これ以上眼鏡壊したら許さないからな
私の通っていた小学校の(どこも同じかもしれないが)長い休み時間には、みんな外で遊ぶのが当たり前だという風潮があった。
生徒それぞれ教室から出て行き、自分の遊びたい遊具のところへ行き各々遊びに励んでいる。
私はブランコや鉄棒に興味はあったが、遊んだ後に必ず手が鉄臭くなってしまうためいつも断念していた。
当時、歯が抜けて血(鉄分)の味がするといつも貧血をおこしていたくらいだから、それほど鉄が苦手だった。
なので、しぶしぶドッジボールに参加していた。
ただドッジボールに良い思い出はない。
小学生のガキは残酷で、容赦無く純粋無垢な乙女の顔面にボールをぶつけてくる。
私はメガネっ子だったため顔面に当たると高確率でフレームが曲がる。
これじゃあお嫁に行けないじゃないの。
まあでも、ドッジボールとはそういうものなので仕方がない。
(幸いなことにレンズが割れることはなかった。)
しかし何度眼鏡に傷をつけられても、その頃の私は宮沢賢治の『雨ニモマケズ』をバイブルとしていたため決シテ瞋(怒)ラナカッタ。

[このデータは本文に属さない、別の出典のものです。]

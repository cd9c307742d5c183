use crate::syscalls::handlers;
use crate::syscalls::numbers::SyscallNumber;
use crate::syscalls::SyscallHost;

/// System call result type
pub type SyscallResult = Result<usize, SyscallError>;

/// System call errors
#[derive(Debug, Clone, Copy, PartialEq, Eq)]
pub enum SyscallError {
    InvalidSyscall,
}

impl SyscallError {
    pub fn as_errno(self) -> isize {
        match self {
            Self::InvalidSyscall => -1,
        }
    }
}

/// System call context - the registers saved by the `int 0x80` entry stub
#[derive(Debug, Clone, Copy, Default, PartialEq, Eq)]
pub struct SyscallContext {
    pub syscall_num: usize,
    pub arg0: usize,
    pub arg1: usize,
    pub arg2: usize,
}

impl SyscallContext {
    ///   rax = syscall number
    ///   rdi = arg0
    ///   rsi = arg1
    ///   rdx = arg2
    pub fn from_registers(rax: usize, rdi: usize, rsi: usize, rdx: usize) -> Self {
        Self {
            syscall_num: rax,
            arg0: rdi,
            arg1: rsi,
            arg2: rdx,
        }
    }
}

/// Main syscall dispatcher
pub fn dispatch_syscall<H: SyscallHost + ?Sized>(host: &H, ctx: SyscallContext) -> SyscallResult {
    let syscall = SyscallNumber::from(ctx.syscall_num);
    log::trace!("syscall {:?}({:#x}, {:#x}, {:#x})", syscall, ctx.arg0, ctx.arg1, ctx.arg2);

    match syscall {
        SyscallNumber::GetChar => handlers::io::sys_getchar(host),
        SyscallNumber::Ticks => handlers::time::sys_ticks(host),
        SyscallNumber::Unknown => Err(SyscallError::InvalidSyscall),
    }
}

/// Value placed in `rax` on return to the caller.
pub fn encode_result(result: SyscallResult) -> usize {
    match result {
        Ok(value) => value,
        Err(err) => err.as_errno() as usize,
    }
}

#[cfg(test)]
mod tests {
    use super::*;
    use core::cell::Cell;

    struct Host {
        next_char: u16,
        reads: Cell<u32>,
    }

    impl SyscallHost for Host {
        fn get_char(&self) -> u16 {
            self.reads.set(self.reads.get() + 1);
            self.next_char
        }

        fn ticks(&self) -> u64 {
            42
        }
    }

    fn host() -> Host {
        Host {
            next_char: 0x1E61,
            reads: Cell::new(0),
        }
    }

    #[test]
    fn test_getchar_returns_code() {
        let host = host();
        let ctx = SyscallContext::from_registers(0, 0x5a, 0, 0);
        assert_eq!(dispatch_syscall(&host, ctx), Ok(0x1E61));
        assert_eq!(host.reads.get(), 1);
    }

    #[test]
    fn test_release_code_passes_through() {
        let host = Host {
            next_char: 0x9E00,
            reads: Cell::new(0),
        };
        let ctx = SyscallContext::from_registers(0, 0, 0, 0);
        assert_eq!(encode_result(dispatch_syscall(&host, ctx)), 0x9E00);
    }

    #[test]
    fn test_ticks() {
        let ctx = SyscallContext::from_registers(1, 0, 0, 0);
        assert_eq!(dispatch_syscall(&host(), ctx), Ok(42));
    }

    #[test]
    fn test_unknown_number() {
        let host = host();
        let ctx = SyscallContext::from_registers(99, 0, 0, 0);
        let result = dispatch_syscall(&host, ctx);
        assert_eq!(result, Err(SyscallError::InvalidSyscall));
        assert_eq!(encode_result(result), usize::MAX);
        assert_eq!(host.reads.get(), 0);
    }
}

そして、家に帰って母親に眼鏡の傷を伝え眼鏡屋さんに連れていってもらうのが常であった。
ちなみに母親も眼鏡をかけている。
さらに父親も眼鏡をかけている。
『雨ニモマケズ』をバイブルにしていたとはいえ、眼鏡を直してもらう最中こう思っていたのであった。
「これ以上眼鏡壊したら許さないからな。」
と。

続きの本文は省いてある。